Publié le par Matthieu Vernet (Source : Philippe Bonditti)

Des « sociétés de sécurité » au (néo-)libéralisme

Foucault, l'international moderne et la politique mondiale

 

Ecole doctorale Michel Foucault

15-16 janvier 2014

IMEC, France

 

L'Association pour le Centre Michel Foucault propose, cette année encore, avec l'aide de la Fondation de France une école doctorale visant à réunir les doctorants travaillant sur, avec et autour de la pensée de Michel Foucault.

Comme les années précédentes, l'objectif est de mettre en relation, le plus agréablement possible et de manière assez informelle, les jeunes chercheurs afin de constituer un réseau de travail international.

Cette année, l'Ecole doctorale portera sur le thème : Des « sociétés de sécurité » au (néo)libéralisme.
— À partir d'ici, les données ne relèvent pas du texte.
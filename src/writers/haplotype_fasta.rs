use crate::data_types::variant_set::VariantSet;
use crate::path_assembly::HaplotypePath;
use crate::reconstruction::render_haplotype;

use bio::io::fasta;
use log::info;
use std::path::Path;

/// Writes each path as a FASTA record named `<iteration>__<weighted log-probability>`.
/// With a master sequence, each record is the master with the path's alleles substituted in; otherwise it is just the
/// chosen SNP alleles.
/// # Arguments
/// * `filename` - the output FASTA
/// * `paths` - the emitted paths, in iteration order
/// * `variant_set` - provides the SNP positions
/// * `master` - the optional master sequence
/// # Errors
/// * if the file cannot be written
/// * if a SNP position lies outside the master sequence
pub fn write_haplotypes(
    filename: &Path, paths: &[HaplotypePath], variant_set: &VariantSet, master: Option<&[u8]>
) -> Result<(), Box<dyn std::error::Error>> {
    let mut fasta_writer = fasta::Writer::to_file(filename)?;
    for (iteration, path) in paths.iter().enumerate() {
        let record_id: String = format!("{}__{:.2}", iteration, path.weighted_logprob());
        let sequence: Vec<u8> = match master {
            Some(m) => render_haplotype(m, variant_set, path)?,
            None => path.snp_string().into_bytes()
        };
        fasta_writer.write(&record_id, None, &sequence)?;
    }
    fasta_writer.flush()?;
    info!("Wrote {} haplotypes to {:?}", paths.len(), filename);
    Ok(())
}

#[cfg(test)]
mod tests {
    use super::*;
    use crate::data_types::alleles::Allele;
    use crate::data_types::reference_genome::ReferenceGenome;
    use crate::path_assembly::PathScores;

    #[test]
    fn test_write_haplotypes() {
        let variant_set = VariantSet::new("contig1".to_string(), vec![2, 4], vec![vec![]; 2]);
        let paths = vec![
            HaplotypePath::new(vec![Allele::Gap, Allele::T, Allele::G], PathScores { weighted: -0.25, unweighted: 0.0 }, 1, 1, 0),
            HaplotypePath::new(vec![Allele::Gap, Allele::C, Allele::C], PathScores { weighted: -2.0, unweighted: 0.0 }, 1, 1, 0)
        ];

        let filename = std::env::temp_dir().join("haplochain_test_haplotypes.fa");
        write_haplotypes(&filename, &paths, &variant_set, Some(b"AAAAA")).unwrap();
        let written = ReferenceGenome::from_fasta(&filename).unwrap();
        assert_eq!(written.contig_keys(), &["0__-0.25".to_string(), "1__-2.00".to_string()]);
        assert_eq!(written.get_sequence("0__-0.25"), Some("ATAGA".as_bytes()));
        assert_eq!(written.get_sequence("1__-2.00"), Some("ACACA".as_bytes()));

        write_haplotypes(&filename, &paths, &variant_set, None).unwrap();
        let written = ReferenceGenome::from_fasta(&filename).unwrap();
        assert_eq!(written.get_sequence("1__-2.00"), Some("CC".as_bytes()));

        // the master is too short for the second SNP
        assert!(write_haplotypes(&filename, &paths, &variant_set, Some(b"AAA")).is_err());
        std::fs::remove_file(&filename).unwrap();
    }
}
Foucault, l'international moderne et la politique mondiale. Elle s'inscrira à la suite d'une précédente rencontre doctorale sur le même thème co-organisée avec l'Instituto de Relações Internacionais de l'Université PUC-Rio (IRI/ PUC-Rio) du 25 au 27 septembre 2013 à Rio de Janeiro.

Problématique

Le rapport de Foucault au domaine de savoir associé à ladite discipline des « relations internationales » (RI) est pour le moins étrange. Entre la fin des années 1970 et le milieu des années 1990, les travaux de Michel Foucault ont en effet largement nourri une critique radicale des présupposés onto-épistémologiques des principales théories des RI. Ce n'est pourtant pas dans les travaux de Foucault qui s'approchent le plus de ce « domaine de savoir » (nous pensons notamment aux derniers cours de la série Sécurité, Territoire, Population) que la critique est allée puiser, mais dans le Foucault des « early years » comme aime à le catégoriser une certaine tradition anglo-saxonne.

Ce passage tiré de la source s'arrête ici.